En la noche se jugaba a las cartas mientras tomaban mate. Algunos apostaban con billetes. Sobre esas jornadas, Roberto, uno más de los sobrevivientes del incendio, describe: “Generalmente era tranquilo, no hacíamos tantos carretes, más bien compartir. Porque pa’carretear tenías que preparar la chicha como tres semanas y, si te la pillaban antes, el copete se iba en cana, o sea, se lo llevaba el paco y ahí uno perdía no más. Pero sí poníamos música fuerte o veíamos tele. Jugábamos carta hasta bien tarde”.
Ahí se conversaba sobre las parejas, sobre las peleas con ellas. Se decían “andabai con el carro”, “andai con el trineo”, “andai con el trineo salvaje”. Si habían hablado con las novias y discutían, los otros se burlaban. “Quedaste bravo con la bruja”, en son de broma. Pero si se veía alguna riña el tono de la discusión cambiaba, porque además de cuchillos, se manejaban cilindros de gas en casi todas las casas, cilindros que eran comprados con el sistema regulado de Economato, aprobado por el jefe interno, el director regional y admitido a nivel nacional por la institución. Aún cuando en el cuarto piso de la torre cinco de San Miguel el uso de los balones en peleas no se daba por primera vez.

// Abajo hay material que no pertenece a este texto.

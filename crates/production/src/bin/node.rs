//! The ByzCoin node binary.
//!
//! Exit codes: 0 OK, 2 config error, 3 network error, 5 timeout,
//! 7 internal invariant violated.

use anyhow::Context;
use byzcoin_core::OutboundMessage;
use byzcoin_production::rpc::{RpcServer, RpcServerConfig, RpcState};
use byzcoin_production::{NodeRunner, RocksDbStore, RunnerConfig, StreamingMultiplexer, Transport};
use byzcoin_types::{BlsKeyPair, ChainId, NodeIndex};
use clap::Parser;
use std::net::SocketAddr;
use std::path::PathBuf;
use std::process::ExitCode;
use std::sync::Arc;
use tracing::{error, info, warn};

const EXIT_CONFIG: u8 = 2;
const EXIT_NETWORK: u8 = 3;
const EXIT_INTERNAL: u8 = 7;

#[derive(Parser, Debug)]
#[command(name = "byzcoin-node", about = "ByzCoin ledger node")]
struct Args {
    /// Data directory for the RocksDB store.
    #[arg(long, default_value = "./byzcoin-data")]
    db: PathBuf,

    /// Address for the HTTP RPC server.
    #[arg(long, default_value = "0.0.0.0:7770")]
    listen: SocketAddr,

    /// Hex-encoded 32-byte seed for this node's BLS key.
    #[arg(long)]
    seed: String,

    /// Default tracing filter; RUST_LOG overrides.
    #[arg(long, default_value = "info")]
    log: String,
}

/// Transport placeholder: the inter-node carrier is provided by the
/// deployment (the network layer is outside this crate's scope). Messages
/// to peers are dropped with a warning, which still leaves single-node
/// rosters fully functional.
struct UnconnectedTransport;

impl Transport for UnconnectedTransport {
    fn broadcast(&self, chain: ChainId, _from: NodeIndex, _message: OutboundMessage) {
        warn!(?chain, "no transport configured, dropping broadcast");
    }

    fn send(&self, chain: ChainId, _from: NodeIndex, to: NodeIndex, _message: OutboundMessage) {
        warn!(?chain, to, "no transport configured, dropping message");
    }
}

fn parse_seed(hex_seed: &str) -> anyhow::Result<[u8; 32]> {
    let raw = hex::decode(hex_seed).context("seed is not valid hex")?;
    raw.as_slice()
        .try_into()
        .map_err(|_| anyhow::anyhow!("seed must be exactly 32 bytes"))
}

async fn run(args: Args) -> Result<(), (u8, anyhow::Error)> {
    let seed = parse_seed(&args.seed).map_err(|e| (EXIT_CONFIG, e))?;
    let node_key = BlsKeyPair::from_seed(&seed);
    info!(public_key = ?node_key.public_key(), "node key loaded");

    let store = Arc::new(
        RocksDbStore::open(&args.db)
            .map_err(|e| (EXIT_CONFIG, anyhow::Error::new(e).context("opening database")))?,
    );
    let streaming = Arc::new(StreamingMultiplexer::new());
    let runner = Arc::new(NodeRunner::new(
        Arc::clone(&store),
        Arc::new(UnconnectedTransport),
        Arc::clone(&streaming),
        RunnerConfig::default(),
    ));

    // Resume every chain already on disk.
    let chains = store
        .chains()
        .map_err(|e| (EXIT_INTERNAL, anyhow::Error::new(e)))?;
    for chain_id in chains {
        // Our index may differ per chain; recover it from the roster.
        let (_, config) = store
            .boot_data(chain_id)
            .map_err(|e| (EXIT_INTERNAL, anyhow::Error::new(e)))?;
        let Some(our_index) = config.roster.index_of(&node_key.public_key()) else {
            warn!(?chain_id, "not a member of this chain's roster, skipping");
            continue;
        };
        runner
            .resume_chain(chain_id, our_index, node_key.clone())
            .map_err(|e| (EXIT_INTERNAL, anyhow::Error::new(e)))?;
    }

    let state = RpcState {
        runner,
        node_key,
        our_index: 0,
    };
    let server = RpcServer::new(
        RpcServerConfig {
            listen_addr: args.listen,
        },
        state,
    );
    let handle = server
        .spawn()
        .await
        .map_err(|e| (EXIT_NETWORK, anyhow::Error::new(e)))?;

    handle
        .await
        .map_err(|e| (EXIT_INTERNAL, anyhow::Error::new(e)))?;
    Ok(())
}

fn main() -> ExitCode {
    let args = Args::parse();
    byzcoin_production::telemetry::init(&args.log);

    let runtime = match tokio::runtime::Runtime::new() {
        Ok(rt) => rt,
        Err(e) => {
            error!(%e, "failed to start runtime");
            return ExitCode::from(EXIT_INTERNAL);
        }
    };

    match runtime.block_on(run(args)) {
        Ok(()) => ExitCode::SUCCESS,
        Err((code, e)) => {
            error!(error = %e, "node exited with failure");
            ExitCode::from(code)
        }
    }
}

Para eso se mandaba a un perquin al patio de carga con el balón de gas vacío y tras el pago de 5.900 pesos por uno de cinco kilos o 10.900 pesos por uno de once, el interno volvía con combustible para cocinar. Práctica criticada por riesgosa, al igual que el uso de parafina dentro de las celdas porque facilitaba los levantamientos en los penales. En los motines, los internos también se monreaban. Ese término significaba amarrar las rejas con cables y paños para que Gendarmería no pudiera ingresar. También introducir palos de fósforos en los candados. Mientras que para transformar el balón en un “soplete” solo había que adherir una manguera o tubo a la válvula y prender la punta con un encendedor. Lo otro era lanzar el balón completo en medio del fuego por si soltaba gas y aumentara sí el tamaño de la hoguera.

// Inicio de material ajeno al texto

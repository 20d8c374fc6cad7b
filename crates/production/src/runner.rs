//! The per-chain event loops.
//!
//! One tokio task per chain drives its deterministic state machine: events
//! in, actions out. Everything blocking or shared (storage, transport,
//! streaming, timers) lives here, so chains run in parallel while each
//! chain's own work stays strictly serialized.

use crate::metrics::metrics;
use crate::storage::RocksDbStore;
use crate::streaming::StreamingMultiplexer;
use crate::timers::TimerManager;
use byzcoin_core::{Action, Event, OutboundMessage, SkipchainStore, StateMachine, TxStatus};
use byzcoin_darc::Darc;
use byzcoin_engine::ContractRegistry;
use byzcoin_node::{ChainStateMachine, Proof};
use byzcoin_types::{
    BlsKeyPair, Block, ChainConfig, ChainId, ClientTransaction, Hash, InstanceId, NodeIndex,
};
use std::collections::{HashMap, VecDeque};
use std::sync::{Arc, Mutex};
use std::time::{Duration, SystemTime, UNIX_EPOCH};
use thiserror::Error;
use tokio::sync::{mpsc, oneshot};
use tracing::{error, info, warn};

/// Delivers outbound messages to other roster members. The concrete
/// carrier (TCP, in-process queues) is outside the core's scope.
pub trait Transport: Send + Sync {
    fn broadcast(&self, chain: ChainId, from: NodeIndex, message: OutboundMessage);
    fn send(&self, chain: ChainId, from: NodeIndex, to: NodeIndex, message: OutboundMessage);
}

#[derive(Debug, Error)]
pub enum RunnerError {
    #[error("unknown chain {0:?}")]
    UnknownChain(ChainId),
    #[error("chain coordinator stopped")]
    ChainStopped,
    #[error("ERR_TIMEOUT: no inclusion within the requested window")]
    Timeout,
    #[error("{0}")]
    Chain(String),
}

/// Runner-level configuration.
#[derive(Clone, Debug)]
pub struct RunnerConfig {
    pub rotation_window: u32,
    /// Mailbox depth per chain.
    pub mailbox_capacity: usize,
}

impl Default for RunnerConfig {
    fn default() -> Self {
        Self {
            rotation_window: byzcoin_bft::DEFAULT_ROTATION_WINDOW,
            mailbox_capacity: 1024,
        }
    }
}

/// Read-only queries answered on the coordinator thread, so they see a
/// consistent snapshot without locking the state machine.
enum Query {
    Proof {
        key: InstanceId,
        reply: oneshot::Sender<Result<Proof, String>>,
    },
    Status {
        reply: oneshot::Sender<ChainStatus>,
    },
}

/// Snapshot of one chain's public state for the RPC surface.
#[derive(Clone, Debug)]
pub struct ChainStatus {
    pub chain_id: ChainId,
    pub head_index: u64,
    pub head_hash: Hash,
    pub leader_index: NodeIndex,
    pub pending_transactions: usize,
}

struct ChainHandle {
    event_tx: mpsc::Sender<Event>,
    query_tx: mpsc::Sender<Query>,
}

/// Latest reported status per transaction, for `AddTransaction(wait)`.
#[derive(Default)]
pub struct StatusBoard {
    statuses: Mutex<HashMap<Hash, TxStatus>>,
}

impl StatusBoard {
    fn update(&self, tx_hash: Hash, status: TxStatus) {
        self.statuses
            .lock()
            .expect("status lock poisoned")
            .insert(tx_hash, status);
    }

    pub fn get(&self, tx_hash: &Hash) -> Option<TxStatus> {
        self.statuses
            .lock()
            .expect("status lock poisoned")
            .get(tx_hash)
            .cloned()
    }
}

En las mañanas, la vida comenzaba temprano con la cuenta. Entraban los gendarmes, los internos salían de las carretas y se volvían un número. Una ficha pequeña de cartón con un timbre del Gobierno de Chile se completaba con el número de internos de cada colectivo, de cada piso, de cada torre. Luego, los que participaban de la escuela municipal “Hugo Morales Bizama”, que funcionaba dentro de la cárcel, se levantaban. De los que murieron en el incendio, 19 privados de libertad estudiaban en ella.

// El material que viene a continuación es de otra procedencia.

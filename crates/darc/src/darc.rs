//! The darc document and rule evaluation.

use crate::expression::{parse_expression, Expression, ExpressionError};
use byzcoin_types::{sha256, Hash, Identity};
use parity_scale_codec::{Decode, Encode};
use std::collections::{BTreeMap, HashSet};
use thiserror::Error;

/// Rule every darc needs to delegate signing: `darc:X` in another darc's
/// expression means "whoever satisfies X's `_sign`".
pub const SIGN_RULE: &str = "_sign";

/// Rule gating the darc's own evolution.
pub const EVOLVE_RULE: &str = "_evolve";

/// Nested darc references are chased at most this deep.
const MAX_DEPTH: usize = 16;

#[derive(Debug, Error)]
pub enum DarcError {
    #[error("ERR_UNKNOWN_RULE: no rule for action {0:?}")]
    UnknownRule(String),
    #[error("ERR_UNAUTHORIZED: signers do not satisfy rule {0:?}")]
    Unauthorized(String),
    #[error("bad rule expression: {0}")]
    BadExpression(#[from] ExpressionError),
    #[error("referenced darc {0} not found")]
    UnknownDarc(Hash),
    #[error("darc evolution violates the version chain")]
    BadEvolution,
}

/// Resolves the latest version of a darc by its base id.
pub trait DarcResolver {
    fn resolve(&self, base_id: &Hash) -> Option<Darc>;
}

/// A named rule set. Evolving produces a new version keyed by the same
/// `base_id`; superseded versions no longer authorize anything.
#[derive(Clone, Debug, PartialEq, Eq, Encode, Decode)]
pub struct Darc {
    pub version: u64,
    pub description: Vec<u8>,
    /// Base id of the version chain. Zero on version 0, whose own id is the
    /// base id.
    pub base_id: Hash,
    /// Id of the previous version, zero on version 0.
    pub prev_hash: Hash,
    /// Action → rule expression source.
    pub rules: BTreeMap<String, String>,
}

impl Darc {
    /// A fresh version-0 darc.
    pub fn new(description: Vec<u8>, rules: BTreeMap<String, String>) -> Self {
        Self {
            version: 0,
            description,
            base_id: Hash::ZERO,
            prev_hash: Hash::ZERO,
            rules,
        }
    }

    /// A version-0 darc where `owner` holds every listed action plus
    /// `_sign` and `_evolve`. The usual genesis shape.
    pub fn with_owner(description: Vec<u8>, owner: &Identity, actions: &[&str]) -> Self {
        let mut rules = BTreeMap::new();
        rules.insert(SIGN_RULE.to_string(), owner.to_string());
        rules.insert(EVOLVE_RULE.to_string(), owner.to_string());
        for action in actions {
            rules.insert(action.to_string(), owner.to_string());
        }
        Self::new(description, rules)
    }

    /// Content hash of this version.
    pub fn id(&self) -> Hash {
        sha256(&self.encode())
    }

    /// Id of the version chain: version 0's own id, carried forward by
    /// every evolution.
    pub fn base_id(&self) -> Hash {
        if self.version == 0 {
            self.id()
        } else {
            self.base_id
        }
    }

    /// Produce the next version with new rules, linked to this one.
    pub fn evolve(&self, description: Vec<u8>, rules: BTreeMap<String, String>) -> Darc {
        Darc {
            version: self.version + 1,
            description,
            base_id: self.base_id(),
            prev_hash: self.id(),
            rules,
        }
    }

    pub fn rule(&self, action: &str) -> Option<&str> {
        self.rules.get(action).map(String::as_str)
    }

    /// Check that `new` is a valid successor of `self` and that `signers`
    /// satisfy this version's `_evolve` rule.
    pub fn verify_evolution(
        &self,
        new: &Darc,
        signers: &[Identity],
        resolver: &dyn DarcResolver,
    ) -> Result<(), DarcError> {
        if new.version != self.version + 1
            || new.base_id != self.base_id()
            || new.prev_hash != self.id()
        {
            return Err(DarcError::BadEvolution);
        }
        self.check_authorization(EVOLVE_RULE, signers, resolver)
    }

    /// Evaluate the rule for `action` against the signer set.
    ///
    /// `darc:HEX` factors are chased through `resolver` with a visited set
    /// to break cycles and a depth bound of 16.
    pub fn check_authorization(
        &self,
        action: &str,
        signers: &[Identity],
        resolver: &dyn DarcResolver,
    ) -> Result<(), DarcError> {
        let rule = self
            .rule(action)
            .ok_or_else(|| DarcError::UnknownRule(action.to_string()))?;
        let expr = parse_expression(rule)?;
        let mut visited = HashSet::new();
        if evaluate(&expr, signers, resolver, &mut visited, 0)? {
            Ok(())
        } else {
            Err(DarcError::Unauthorized(action.to_string()))
        }
    }
}

fn evaluate(
    expr: &Expression,
    signers: &[Identity],
    resolver: &dyn DarcResolver,
    visited: &mut HashSet<Hash>,
    depth: usize,
) -> Result<bool, DarcError> {
    match expr {
        Expression::Identity(id @ Identity::Ed25519(_)) => Ok(signers.contains(id)),
        Expression::Identity(Identity::Darc(base)) => {
            let base = Hash(*base);
            if depth >= MAX_DEPTH || !visited.insert(base) {
                // Cycle or runaway nesting never authorizes.
                return Ok(false);
            }
            let referenced = resolver
                .resolve(&base)
                .ok_or(DarcError::UnknownDarc(base))?;
            match referenced.rule(SIGN_RULE) {
                Some(rule) => {
                    let sub = parse_expression(rule)?;
                    evaluate(&sub, signers, resolver, visited, depth + 1)
                }
                None => Ok(false),
            }
        }
        Expression::And(a, b) => {
            Ok(evaluate(a, signers, resolver, visited, depth)?
                && evaluate(b, signers, resolver, visited, depth)?)
        }
        Expression::Or(a, b) => {
            Ok(evaluate(a, signers, resolver, visited, depth)?
                || evaluate(b, signers, resolver, visited, depth)?)
        }
    }
}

El alcalde de la comuna, Julio Palestro, el mismo ocho de diciembre después de la tragedia, comunicó a los medios que lamentaba “la muerte de los 19 alumnos de la escuela municipal”, pero inmediatamente a ello afirmó que desde el 2000 estaba haciendo gestiones con los vecinos para trasladar el recinto penal de su comuna “por la delincuencia”.
El edil Palestro se refería a la escuela que funcionaba de lunes a viernes, con ciclos y capacitaciones en la mañana y, en la tarde con dos primeros niveles (de 1º a 4º básico), cuatro segundos(de 5º a 6º) y cuatro terceros (de 7º a 8º). Eran 303 alumnos en total, con cinco profesores, un jefe de la Unidad Técnico Pedagógica (UTP) y un director de Escuela. El CDP en total albergaba 1.956 prisioneros el día del incendio y su capacidad era de algo más de 700. No hubo forma de esconder el hacinamiento aquel día.